The War Master, announced in June 2017, is a Big Finish Productions audio play series based on the TV show Doctor Who. It sees the return of Sir Derek Jacobi as the Master, a role he previously portrayed in the TV story "Utopia". The first volume consists of a four-CD box set; it was released in December 2017. In July 2018, a further 3 series were confirmed for release between December 2018 – December 2019.

In January 2019, Paul McGann was confirmed as an appearance within the third series, Rage of the Time Lords, as the Eighth Doctor alongside Jacobi. Seán Carlsen reprised his role as Narvin from the Gallifrey series alongside Pippa Bennett-Warner and Nicholas Briggs as Livia and the Daleks.
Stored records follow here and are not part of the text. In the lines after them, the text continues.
//! World layouts loaded from a JSON worlds file.
//!
//! A worlds file maps each world name to `[[height, width], [[x, y, code], ...]]`.
//! Triples are addressed column first (`x` is the column, `y` the row) and
//! cells not listed are empty.

use belief_core::{Coord, GridShape};
use serde::{Deserialize, Serialize};
use std::collections::BTreeMap;
use std::path::Path;

use crate::error::SimError;

/// Initial content of one cell.
#[derive(Debug, Clone, Copy, PartialEq, Eq, Default, Serialize, Deserialize)]
pub enum CellCode {
    #[default]
    Empty,
    Particle,
    Rock,
    Visible,
}

impl CellCode {
    pub fn from_code(code: u64) -> Option<Self> {
        match code {
            0 => Some(CellCode::Empty),
            1 => Some(CellCode::Particle),
            2 => Some(CellCode::Rock),
            3 => Some(CellCode::Visible),
            _ => None,
        }
    }

    pub fn code(self) -> u64 {
        match self {
            CellCode::Empty => 0,
            CellCode::Particle => 1,
            CellCode::Rock => 2,
            CellCode::Visible => 3,
        }
    }
}

/// On-disk form of a single world.
type RawWorld = ([usize; 2], Vec<[u64; 3]>);

/// A decoded world: its shape and one code per cell.
#[derive(Debug, Clone, PartialEq, Serialize, Deserialize)]
pub struct WorldLayout {
    pub name: String,
    pub shape: GridShape,

    /// Cell codes, row-major
    codes: Vec<CellCode>,
}

impl WorldLayout {
    /// An all-empty layout.
    pub fn empty(name: &str, shape: GridShape) -> Self {
        Self {
            name: name.to_string(),
            shape,
            codes: vec![CellCode::Empty; shape.len()],
        }
    }

    /// Sets the code of one cell; later writes win.
    pub fn with_cell(mut self, cell: Coord, code: CellCode) -> Self {
        if self.shape.contains(cell) {
            let index = cell.row * self.shape.width + cell.col;
            self.codes[index] = code;
        }
        self
    }

    pub fn code_at(&self, cell: Coord) -> CellCode {
        if self.shape.contains(cell) {
            self.codes[cell.row * self.shape.width + cell.col]
        } else {
            CellCode::Empty
        }
    }

    /// Reads world `name` from the worlds file at `path`.
    pub fn load(path: impl AsRef<Path>, name: &str) -> Result<Self, SimError> {
        let raw = std::fs::read_to_string(path)?;
        Self::from_json(&raw, name)
    }

    /// Reads every world in the worlds file at `path`, sorted by name.
    pub fn load_all(path: impl AsRef<Path>) -> Result<Vec<Self>, SimError> {
        let raw = std::fs::read_to_string(path)?;
        Self::world_names(&raw)?
            .iter()
            .map(|name| Self::from_json(&raw, name))
            .collect()
    }

    /// Decodes world `name` from worlds-file JSON.
    pub fn from_json(json: &str, name: &str) -> Result<Self, SimError> {
        let mut worlds: BTreeMap<String, RawWorld> = serde_json::from_str(json)?;
        let ([height, width], triples) = worlds
            .remove(name)
            .ok_or_else(|| SimError::UnknownWorld(name.to_string()))?;

        if height == 0 || width == 0 {
            return Err(SimError::EmptyLayout(name.to_string()));
        }

        let mut layout = Self::empty(name, GridShape::new(height, width));
        for [x, y, code] in triples {
            let cell = match (usize::try_from(y), usize::try_from(x)) {
                (Ok(row), Ok(col)) if row < height && col < width => Coord::new(row, col),
                _ => return Err(SimError::LayoutOutOfBounds { x, y, height, width }),
            };
            let code = CellCode::from_code(code).ok_or(SimError::InvalidCellCode { x, y, code })?;
            layout = layout.with_cell(cell, code);
        }
        Ok(layout)
    }

    /// Names of every world in worlds-file JSON, sorted.
    pub fn world_names(json: &str) -> Result<Vec<String>, SimError> {
        let worlds: BTreeMap<String, serde_json::Value> = serde_json::from_str(json)?;
        Ok(worlds.into_keys().collect())
    }
}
The series was created by Scott Handcock, who is the producer of the range as well as director and script-editor for sets released between 2017 and 2024. It was announced that he will be succeeded by Robert Valentine, after Handcock became a script editor for future series of Doctor Who on screen.

Cast

Notable guests

Silas Carson as The Ood
Samantha Béart as Martine King
Maeve Bluebell Wells as Cassandra King
Pippa Haywood as Teremon
Pippa Bennett-Warner as Livia
Colin McFarlane as Captain Morski
Luyanda Unati Lewis-Nyawo as The Scaramancer
Katy Manning as Jo Jones
Sarah Sutton as Nyssa
Alexander Vlahos as Dorian Gray
Richard Earl as Dr. Watson
Gethin Anthony as The Shadow

Episodes

Series 1: Only the Good (2017)

Series 2: The Master of Callous (2018)

Series 3: Rage of the Time Lords (2019)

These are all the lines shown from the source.